Take each line from the entries that holds "config" and copy it out.

-- DATA TO USE follows --

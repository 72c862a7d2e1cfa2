use std::sync::Arc;

use crate::config::Config;
use crate::engine::{GraphEngine, GraphRagCli};
use crate::workspace::Workspace;

/// Shared application state.
#[derive(Clone)]
pub struct AppState {
    pub config: Arc<Config>,
    pub workspace: Workspace,
}

impl AppState {
    /// State backed by the `graphrag` program named in the config.
    pub fn new(config: Config) -> anyhow::Result<Self> {
        let engine = Arc::new(GraphRagCli::new(config.graphrag_bin.clone()));
        Self::with_engine(config, engine)
    }

    pub fn with_engine(config: Config, engine: Arc<dyn GraphEngine>) -> anyhow::Result<Self> {
        let workspace = Workspace::open(config.projects_dir.clone(), engine)?;
        Ok(Self {
            config: Arc::new(config),
            workspace,
        })
    }
}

-- DATA TO USE concluded --

_RESULT OF THIS EXERCISE:_
use crate::config::Config;
    pub config: Arc<Config>,
    /// State backed by the `graphrag` program named in the config.
    pub fn new(config: Config) -> anyhow::Result<Self> {
        let engine = Arc::new(GraphRagCli::new(config.graphrag_bin.clone()));
        Self::with_engine(config, engine)
    pub fn with_engine(config: Config, engine: Arc<dyn GraphEngine>) -> anyhow::Result<Self> {
        let workspace = Workspace::open(config.projects_dir.clone(), engine)?;
            config: Arc::new(config),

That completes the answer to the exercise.